Важных для себя людей я и правда могу пересчитать на пальцах одной руки. Единственные, кому здесь можно доверять, это Мирим, которого вырастила я, и Мастер Гиллад, который вырастил меня. Быть может, ещё найдётся несколько оболтусов, моих друзей. Пожалуй, пальцев одной руки не хватит, чтобы пересчитать и их, только насчёт доверия я бы не заикалась. К примеру, Булка такая трусиха, что при одном упоминании гневного взгляда Батьи-Ир, сдала бы родную мать, окажись она у неё. Именно Булка выдала нас в далёком детстве, когда мы нашли в Архиве ту самую странную рукопись, которая от старости буквально таяла в руках. Трудно забыть удивительные картины галактик, изображения других планет и фразу: «всё не то, чем кажется. Мы – другие». Ответа мы так и не получили, Батья-Ир явилась с электрохлыстом для погона баркатов и заставила всех забыть о рукописи. На память мне остался лишь безобразный шрам на шее.
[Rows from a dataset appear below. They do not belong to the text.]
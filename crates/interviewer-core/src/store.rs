//! Storage ports — the repository traits every backend implements.
//!
//! The traits carry no authorization logic; that lives in [`crate::access`]
//! and [`crate::service`]. Absence is never an error: lookups return
//! `Ok(None)`, deletes return `Ok(false)`, listings return an empty `Vec`.
//! `Err` is reserved for genuine backend failures.
//!
//! All methods return `Send` futures so stores can be shared across a
//! multi-threaded tokio runtime behind an `Arc`.

use std::future::Future;

use uuid::Uuid;

use crate::{
  document::{Document, DocumentPatch, NewDocument},
  interview::{Interview, InterviewPatch, NewInterview},
  message::{Message, NewMessage},
  take::{NewTake, Take, TakeStage},
  user::{NewUser, User},
};

/// Shared supertrait so one backend type exposes a single error type across
/// every repository it implements.
pub trait Repository: Send + Sync {
  type Error: std::error::Error + Send + Sync + 'static;
}

// ─── Users ───────────────────────────────────────────────────────────────────

/// Consumed only by the sign-in collaborator, never by resource services.
pub trait UserRepository: Repository {
  fn get_user(
    &self,
    id: Uuid,
  ) -> impl Future<Output = Result<Option<User>, Self::Error>> + Send + '_;

  /// Look up a user by the identity provider's subject claim.
  fn get_user_by_external_id(
    &self,
    external_id: String,
  ) -> impl Future<Output = Result<Option<User>, Self::Error>> + Send + '_;

  fn create_user(
    &self,
    input: NewUser,
  ) -> impl Future<Output = Result<User, Self::Error>> + Send + '_;
}

// ─── Interviews ──────────────────────────────────────────────────────────────

pub trait InterviewRepository: Repository {
  fn get_interview(
    &self,
    id: Uuid,
  ) -> impl Future<Output = Result<Option<Interview>, Self::Error>> + Send + '_;

  /// Every interview owned by `owner_user_id`, oldest first.
  fn list_interviews_by_user(
    &self,
    owner_user_id: Uuid,
  ) -> impl Future<Output = Result<Vec<Interview>, Self::Error>> + Send + '_;

  fn create_interview(
    &self,
    input: NewInterview,
  ) -> impl Future<Output = Result<Interview, Self::Error>> + Send + '_;

  /// Apply `patch` and refresh `updated_at`. `None` if the row is gone.
  fn update_interview(
    &self,
    id: Uuid,
    patch: InterviewPatch,
  ) -> impl Future<Output = Result<Option<Interview>, Self::Error>> + Send + '_;

  /// Delete the interview; takes and their messages go with it. Documents do
  /// not cascade and must be removed first. Returns whether a row was removed.
  fn delete_interview(
    &self,
    id: Uuid,
  ) -> impl Future<Output = Result<bool, Self::Error>> + Send + '_;
}

// ─── Documents ───────────────────────────────────────────────────────────────

pub trait DocumentRepository: Repository {
  fn get_document(
    &self,
    id: Uuid,
  ) -> impl Future<Output = Result<Option<Document>, Self::Error>> + Send + '_;

  fn list_documents_by_interview(
    &self,
    interview_id: Uuid,
  ) -> impl Future<Output = Result<Vec<Document>, Self::Error>> + Send + '_;

  fn create_document(
    &self,
    input: NewDocument,
  ) -> impl Future<Output = Result<Document, Self::Error>> + Send + '_;

  fn update_document(
    &self,
    id: Uuid,
    patch: DocumentPatch,
  ) -> impl Future<Output = Result<Option<Document>, Self::Error>> + Send + '_;

  fn delete_document(
    &self,
    id: Uuid,
  ) -> impl Future<Output = Result<bool, Self::Error>> + Send + '_;
}

// ─── Takes ───────────────────────────────────────────────────────────────────

pub trait TakeRepository: Repository {
  fn get_take(
    &self,
    id: Uuid,
  ) -> impl Future<Output = Result<Option<Take>, Self::Error>> + Send + '_;

  fn list_takes_by_interview(
    &self,
    interview_id: Uuid,
  ) -> impl Future<Output = Result<Vec<Take>, Self::Error>> + Send + '_;

  fn create_take(
    &self,
    input: NewTake,
  ) -> impl Future<Output = Result<Take, Self::Error>> + Send + '_;

  /// Set the stage and refresh `updated_at`. `None` if the row is gone.
  fn update_take_stage(
    &self,
    id: Uuid,
    stage: TakeStage,
  ) -> impl Future<Output = Result<Option<Take>, Self::Error>> + Send + '_;
}

// ─── Messages ────────────────────────────────────────────────────────────────

pub trait MessageRepository: Repository {
  /// Messages of a take ordered by `created_at` ascending, ties broken by
  /// insertion order. Implementations must order in the query itself.
  fn list_messages_by_take(
    &self,
    take_id: Uuid,
  ) -> impl Future<Output = Result<Vec<Message>, Self::Error>> + Send + '_;

  fn create_message(
    &self,
    input: NewMessage,
  ) -> impl Future<Output = Result<Message, Self::Error>> + Send + '_;
}

/// Everything a full backend provides.
pub trait Store:
  UserRepository
  + InterviewRepository
  + DocumentRepository
  + TakeRepository
  + MessageRepository
{
}

impl<T> Store for T where
  T: UserRepository
    + InterviewRepository
    + DocumentRepository
    + TakeRepository
    + MessageRepository
{
}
– Почему Совету просто не изгнать меня? Зачем весь этот спектакль с ритуалом чёрного яда?
– Ты должна переродиться. Только так можно избавиться от артефакта, – она внимательно наблюдает за мной. – В мёртвом теле он не останется, а вернётся к Демиургам вместе с твоей душой. Это Их воля. В любом случае проживёшь ты недолго. Артефакт Демиургов не предназначен для людей. Мы не справляемся с подобной мощью, она, как яд, травит тело и разум. Сначала будет боль, потом безумные сны, галлюцинации; потом ты потеряешь связь с реальностью и в итоге умрёшь.
Вот почему она спрашивала про видения. Мастер Гиллад не говорил про галлюцинации. Но её слова звучат убедительно и холодком проносятся по телу.
– Откуда вы всё это знаете? – собственный голос звучит будто со стороны. – Покажите, где об этом сказано.
Она поднимается и медленно разворачивается к выходу. В её взгляде облегчение. Не понимаю. Она настолько ненавидит меня, что рада избавиться?
– Нигде. Эти знания – привилегия рангов, – Батья-Ир разводит руки и на её лице появляется самодовольная ухмылка.